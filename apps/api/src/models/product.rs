//! ProductRecord — the canonical product schema shared by the prompt
//! templates, the JSON store, and the document renderer.
//!
//! Field names are pinned to the upstream catalog schema with
//! `#[serde(rename)]`; several of them are awkward (one carries a trailing
//! space) but they are wire names, not display names. A record deserializes
//! only when every field is present, so a truncated generation response can
//! never become a stored record.

use serde::{Deserialize, Serialize};

#[derive(Debug, Clone, Serialize, Deserialize)]
pub struct ProductRecord {
    #[serde(rename = "Title")]
    pub title: String,
    #[serde(rename = "SKU")]
    pub sku: String,
    /// One binomial name for single-species products, or a semicolon-separated
    /// `"<name> <pct>%"` breakdown for mixes. No stored discriminant — the
    /// content shape is the discriminant.
    #[serde(rename = "Scientific Name / mix %")]
    pub scientific_name_or_mix: String,
    // The trailing space is part of the upstream key.
    #[serde(rename = "What is the? ( SEO Description 100-200 words) ")]
    pub seo_description: String,

    #[serde(rename = "Sun Requirements (Full Sun, Full Sun to Partial Shade, Shade)")]
    pub sun_requirements: String,
    #[serde(rename = "Soil Preference")]
    pub soil_preference: String,
    #[serde(rename = "Soil pH")]
    pub soil_ph: String,
    #[serde(rename = "Days to Maturity")]
    pub days_to_maturity: String,
    #[serde(rename = "Height when mature")]
    pub height_when_mature: String,
    #[serde(rename = "Seeding rate")]
    pub seeding_rate: String,
    #[serde(rename = "Planting Depth")]
    pub planting_depth: String,

    #[serde(rename = "Why chose this product Title 1")]
    pub why_title_1: String,
    #[serde(rename = "Why chose this product Title 2")]
    pub why_title_2: String,
    #[serde(rename = "Why chose this product Title 3")]
    pub why_title_3: String,
    #[serde(rename = "Why chose this product Title 4")]
    pub why_title_4: String,
    #[serde(rename = "Why chose this product Title 5")]
    pub why_title_5: String,
    #[serde(rename = "Why chose this product 1")]
    pub why_body_1: String,
    #[serde(rename = "Why chose this product 2")]
    pub why_body_2: String,
    #[serde(rename = "Why chose this product 3")]
    pub why_body_3: String,
    #[serde(rename = "Why chose this product 4")]
    pub why_body_4: String,
    #[serde(rename = "Why chose this product 5")]
    pub why_body_5: String,

    // Summary duplicates of the growing-conditions fields; the upstream
    // catalog renders these in a second table.
    #[serde(rename = "Sun/Shade")]
    pub sun_shade: String,
    #[serde(rename = "Height when Mature")]
    pub mature_height: String,
    #[serde(rename = "Seeding Rate")]
    pub seeding_rate_summary: String,

    #[serde(rename = "Uses")]
    pub uses: String,
    #[serde(rename = "Color")]
    pub color: String,
    #[serde(rename = "Water")]
    pub water: String,
    #[serde(rename = "Native/Introduced")]
    pub native_introduced: String,
    #[serde(rename = "Life Form")]
    pub life_form: String,

    #[serde(rename = "Planting Guide Step 1")]
    pub planting_step_1: String,
    #[serde(rename = "Planting Guide Step 2")]
    pub planting_step_2: String,
    #[serde(rename = "Planting Guide Step 3")]
    pub planting_step_3: String,
    #[serde(rename = "Planting Guide Step 4")]
    pub planting_step_4: String,

    #[serde(rename = "FAQ 1")]
    pub faq_1: String,
    #[serde(rename = "FAQ 2")]
    pub faq_2: String,
    #[serde(rename = "FAQ 3")]
    pub faq_3: String,
    #[serde(rename = "FAQ 4")]
    pub faq_4: String,
    #[serde(rename = "FAQ 5")]
    pub faq_5: String,
    #[serde(rename = "FAQ 6")]
    pub faq_6: String,

    #[serde(rename = "Main category")]
    pub main_category: String,
}

/// One component of a mix breakdown parsed out of `Scientific Name / mix %`.
#[derive(Debug, Clone, PartialEq)]
pub struct MixComponent {
    pub name: String,
    pub percent: f64,
}

impl ProductRecord {
    /// Growing-conditions table rows (label, value), empty values skipped.
    pub fn growing_conditions(&self) -> Vec<(&'static str, &str)> {
        let rows = [
            ("Sun Requirements", self.sun_requirements.as_str()),
            ("Soil Preference", self.soil_preference.as_str()),
            ("Soil pH", self.soil_ph.as_str()),
            ("Days to Maturity", self.days_to_maturity.as_str()),
            ("Height when Mature", self.height_when_mature.as_str()),
            ("Seeding Rate", self.seeding_rate.as_str()),
            ("Planting Depth", self.planting_depth.as_str()),
        ];
        rows.into_iter().filter(|(_, v)| !v.is_empty()).collect()
    }

    /// Plant-characteristics table rows (label, value), empty values skipped.
    pub fn characteristics(&self) -> Vec<(&'static str, &str)> {
        let rows = [
            ("Sun/Shade", self.sun_shade.as_str()),
            ("Height when Mature", self.mature_height.as_str()),
            ("Seeding Rate", self.seeding_rate_summary.as_str()),
            ("Uses", self.uses.as_str()),
            ("Color", self.color.as_str()),
            ("Water", self.water.as_str()),
            ("Native/Introduced", self.native_introduced.as_str()),
            ("Life Form", self.life_form.as_str()),
        ];
        rows.into_iter().filter(|(_, v)| !v.is_empty()).collect()
    }

    /// The five "why choose this product" heading/body pairs, skipping pairs
    /// where either half is empty.
    pub fn why_choose(&self) -> Vec<(&str, &str)> {
        [
            (self.why_title_1.as_str(), self.why_body_1.as_str()),
            (self.why_title_2.as_str(), self.why_body_2.as_str()),
            (self.why_title_3.as_str(), self.why_body_3.as_str()),
            (self.why_title_4.as_str(), self.why_body_4.as_str()),
            (self.why_title_5.as_str(), self.why_body_5.as_str()),
        ]
        .into_iter()
        .filter(|(t, b)| !t.is_empty() && !b.is_empty())
        .collect()
    }

    pub fn planting_steps(&self) -> Vec<&str> {
        [
            self.planting_step_1.as_str(),
            self.planting_step_2.as_str(),
            self.planting_step_3.as_str(),
            self.planting_step_4.as_str(),
        ]
        .into_iter()
        .filter(|s| !s.is_empty())
        .collect()
    }

    pub fn faqs(&self) -> Vec<&str> {
        [
            self.faq_1.as_str(),
            self.faq_2.as_str(),
            self.faq_3.as_str(),
            self.faq_4.as_str(),
            self.faq_5.as_str(),
            self.faq_6.as_str(),
        ]
        .into_iter()
        .filter(|s| !s.is_empty())
        .collect()
    }

    /// Parses the mix form of `Scientific Name / mix %`.
    /// Returns `None` when the field does not look like a mix breakdown
    /// (i.e. the record is a single-species product).
    pub fn mix_breakdown(&self) -> Option<Vec<MixComponent>> {
        parse_mix_breakdown(&self.scientific_name_or_mix)
    }
}

/// Parses `"Yarrow 15%; California poppy 20%; ..."` into components.
/// Every semicolon-separated entry must end in `<number>%` or the whole
/// parse yields `None`.
pub fn parse_mix_breakdown(value: &str) -> Option<Vec<MixComponent>> {
    if !value.contains('%') {
        return None;
    }
    let mut components = Vec::new();
    for entry in value.split(';') {
        let entry = entry.trim().trim_end_matches('.');
        if entry.is_empty() {
            continue;
        }
        let (name, pct) = entry.rsplit_once(char::is_whitespace)?;
        let percent: f64 = pct.strip_suffix('%')?.parse().ok()?;
        components.push(MixComponent {
            name: name.trim().to_string(),
            percent,
        });
    }
    if components.is_empty() {
        None
    } else {
        Some(components)
    }
}

#[cfg(test)]
pub(crate) mod fixtures {
    use serde_json::{json, Value};

    /// A complete record as the generation service would return it.
    pub fn sample_record_json(title: &str, scientific_name: &str) -> Value {
        json!({
            "Title": title,
            "SKU": "W-CP-0.25-LB",
            "Scientific Name / mix %": scientific_name,
            "What is the? ( SEO Description 100-200 words) ":
                "A drought-tolerant native wildflower prized for brilliant orange blooms.",
            "Sun Requirements (Full Sun, Full Sun to Partial Shade, Shade)": "Full Sun",
            "Soil Preference": "Well-drained sandy or loamy soil",
            "Soil pH": "6.0-8.0",
            "Days to Maturity": "55-75 days",
            "Height when mature": "12-18 inches",
            "Seeding rate": "4-8 lbs per acre",
            "Planting Depth": "1/16 inch, surface sown",
            "Why chose this product Title 1": "True Native Heritage",
            "Why chose this product Title 2": "Pollinator Magnet",
            "Why chose this product Title 3": "Drought Champion",
            "Why chose this product Title 4": "Effortless Reseeding",
            "Why chose this product Title 5": "Season-Long Color",
            "Why chose this product 1": "Sourced from wild native stands.",
            "Why chose this product 2": "Feeds native bees and beneficial insects.",
            "Why chose this product 3": "Thrives with no supplemental water once established.",
            "Why chose this product 4": "Self-sows reliably for returning color each spring.",
            "Why chose this product 5": "Blooms from early spring into midsummer.",
            "Sun/Shade": "Full Sun",
            "Height when Mature": "12-18 inches",
            "Seeding Rate": "4-8 lbs/acre",
            "Uses": "Meadows, borders, erosion control",
            "Color": "Orange",
            "Water": "Low",
            "Native/Introduced": "Native to western North America",
            "Life Form": "Annual forb",
            "Planting Guide Step 1": "Prepare a weed-free, lightly raked seedbed.",
            "Planting Guide Step 2": "Broadcast seed evenly over the surface.",
            "Planting Guide Step 3": "Press seed into soil; do not bury deeply.",
            "Planting Guide Step 4": "Water gently until germination, then taper off.",
            "FAQ 1": "When should I plant? Fall or early spring.",
            "FAQ 2": "Does it need fertilizer? No, it prefers lean soils.",
            "FAQ 3": "Will it come back? Yes, it reseeds readily.",
            "FAQ 4": "Is it deer resistant? Generally, yes.",
            "FAQ 5": "Can I grow it in containers? Yes, with good drainage.",
            "FAQ 6": "How long until bloom? About two months from germination.",
            "Main category": "Wildflower Seed"
        })
    }
}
***
- _HOW TO COMPLETE THIS TASK_: Please transcribe the data above without changes, from its first line to its "or a semicolon-separated" line, and leave out anything past that.

- _OUTPUT_:
filename apps/api/src/models/product.rs
//! ProductRecord — the canonical product schema shared by the prompt
//! templates, the JSON store, and the document renderer.
//!
//! Field names are pinned to the upstream catalog schema with
//! `#[serde(rename)]`; several of them are awkward (one carries a trailing
//! space) but they are wire names, not display names. A record deserializes
//! only when every field is present, so a truncated generation response can
//! never become a stored record.

use serde::{Deserialize, Serialize};

#[derive(Debug, Clone, Serialize, Deserialize)]
pub struct ProductRecord {
    #[serde(rename = "Title")]
    pub title: String,
    #[serde(rename = "SKU")]
    pub sku: String,
    /// One binomial name for single-species products, or a semicolon-separated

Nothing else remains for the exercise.